Certain Provisions of our Articles of Incorporation and Bylaws

        Our articles of incorporation and bylaws include provisions that could have an anti-takeover effect. These provisions are intended to preserve the continuity and stability of our board of directors and the policies formulated by our board of directors. The following is a summary of the provisions or our articles of incorporation and bylaws that we consider material, but does not purport to be complete and is subject to, and qualified in its entirety by reference to, the provisions of our articles of incorporation and bylaws.

        Indemnification.    Under Maryland law, a corporation's articles may, with certain exceptions, include any provision expanding or limiting the liability of its directors and officers to the corporation of its stockholders for money damages.

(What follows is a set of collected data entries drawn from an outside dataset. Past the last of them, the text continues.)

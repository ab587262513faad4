//! Element module - handles onto items owned by the metadata repository

use std::collections::BTreeMap;
use std::fmt;

/// Globally unique identifier for a metadata element or relationship
///
/// Backed by a UUIDv7 so identifiers sort by creation time, which keeps
/// paged relationship listings stable.
#[derive(Debug, Clone, Copy, PartialEq, Eq, PartialOrd, Ord, Hash)]
pub struct ElementId(u128);

impl ElementId {
    /// Generate a new UUIDv7-based ElementId
    ///
    /// # Examples
    ///
    /// ```
    /// use ferry_domain::ElementId;
    ///
    /// let id = ElementId::new();
    /// assert!(id.value() > 0);
    /// ```
    pub fn new() -> Self {
        Self(uuid::Uuid::now_v7().as_u128())
    }

    /// Create an ElementId from a raw u128 value
    ///
    /// This is primarily for storage layer deserialization.
    pub fn from_value(value: u128) -> Self {
        Self(value)
    }

    /// Parse an ElementId from its hyphenated string form
    ///
    /// # Examples
    ///
    /// ```
    /// use ferry_domain::ElementId;
    ///
    /// let id = ElementId::new();
    /// let parsed = ElementId::from_string(&id.to_string()).unwrap();
    /// assert_eq!(id, parsed);
    /// ```
    pub fn from_string(s: &str) -> Result<Self, String> {
        uuid::Uuid::parse_str(s)
            .map(|u| Self(u.as_u128()))
            .map_err(|e| format!("Invalid element id '{}': {}", s, e))
    }

    /// Get the raw u128 value
    pub fn value(&self) -> u128 {
        self.0
    }
}

impl Default for ElementId {
    fn default() -> Self {
        Self::new()
    }
}

impl fmt::Display for ElementId {
    fn fmt(&self, f: &mut fmt::Formatter<'_>) -> fmt::Result {
        write!(f, "{}", uuid::Uuid::from_u128(self.0))
    }
}

impl std::str::FromStr for ElementId {
    type Err = String;

    fn from_str(s: &str) -> Result<Self, Self::Err> {
        Self::from_string(s)
    }
}

/// A metadata element as returned by the repository
#[derive(Debug, Clone, PartialEq, Default)]
pub struct MetadataElement {
    /// Unique identifier
    pub id: ElementId,

    /// Open metadata type name (e.g. "CSVFile", "Process")
    pub type_name: String,

    /// String-valued properties keyed by property name
    pub properties: BTreeMap<String, String>,

    /// Names of classifications attached to the element
    pub classifications: Vec<String>,
}

impl MetadataElement {
    /// Look up a single property value
    pub fn property(&self, name: &str) -> Option<&str> {
        self.properties.get(name).map(String::as_str)
    }

    /// True when the element carries the named classification
    pub fn is_classified(&self, classification: &str) -> bool {
        self.classifications.iter().any(|c| c == classification)
    }
}

/// An element reached by following one relationship
#[derive(Debug, Clone, PartialEq)]
pub struct RelatedElement {
    /// Identifier of the relationship that was followed
    pub relationship_id: ElementId,

    /// Relationship type name
    pub relationship_type: String,

    /// Properties stored on the relationship itself
    pub relationship_properties: BTreeMap<String, String>,

    /// The element at the other end
    pub element: MetadataElement,
}

/// Which end of a relationship the starting element sits on
#[derive(Debug, Clone, Copy, PartialEq, Eq, Hash)]
pub enum Direction {
    /// Starting element is end 1; returns the end 2 elements
    Outbound,

    /// Starting element is end 2; returns the end 1 elements
    Inbound,
}

/// Anchors a newly created element under an existing one
///
/// The relationship is created parent (end 1) to child (end 2).
#[derive(Debug, Clone, PartialEq, Eq)]
pub struct ParentLink {
    /// Parent element
    pub parent_id: ElementId,

    /// Relationship type used for the nesting
    pub relationship_type: String,
}

impl ParentLink {
    /// Create a new parent link
    pub fn new(parent_id: ElementId, relationship_type: impl Into<String>) -> Self {
        Self {
            parent_id,
            relationship_type: relationship_type.into(),
        }
    }
}

/// How a new element is brought into existence
#[derive(Debug, Clone, PartialEq)]
pub enum CreationMode {
    /// Create the element from explicit properties
    Direct {
        /// Type of the new element
        type_name: String,
        /// Properties of the new element
        properties: BTreeMap<String, String>,
    },

    /// Copy a template element, substituting placeholder values
    FromTemplate {
        /// Element to copy
        template_id: ElementId,
        /// Values for `~{name}~` placeholders in the template's properties
        placeholders: BTreeMap<String, String>,
        /// Properties that override the copied ones outright
        replacement_properties: BTreeMap<String, String>,
    },
}


#[cfg(test)]
mod proptests {
    use super::*;
    use proptest::prelude::*;

    proptest! {
        /// Ordering of ids follows the underlying value
        #[test]
        fn test_id_ordering_property(a: u128, b: u128) {
            let id_a = ElementId::from_value(a);
            let id_b = ElementId::from_value(b);
            prop_assert_eq!(id_a < id_b, a < b);
            prop_assert_eq!(id_a == id_b, a == b);
        }

        #[test]
        fn test_id_string_roundtrip(value: u128) {
            let id = ElementId::from_value(value);
            match ElementId::from_string(&id.to_string()) {
                Ok(parsed) => prop_assert_eq!(id, parsed),
                Err(e) => return Err(TestCaseError::fail(e)),
            }
        }
    }
}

However, no provision may restrict or limit the liability of a corporation's directors or officers to the corporation or its stockholders to the extent that (1) it is proved that the person actually received an improper benefit or (2) a judgment or other final adjudication adverse to the person is entered in a proceeding based on a finding in the proceeding that the person's action, or failure to act, was the result of active and deliberate dishonesty (and was material to the cause of action adjudicated in the proceeding). Our charter contains a provision limiting the personal liability of officers and directors to Meritage and its stockholders for money damages to the fullest extent permitted under Maryland law.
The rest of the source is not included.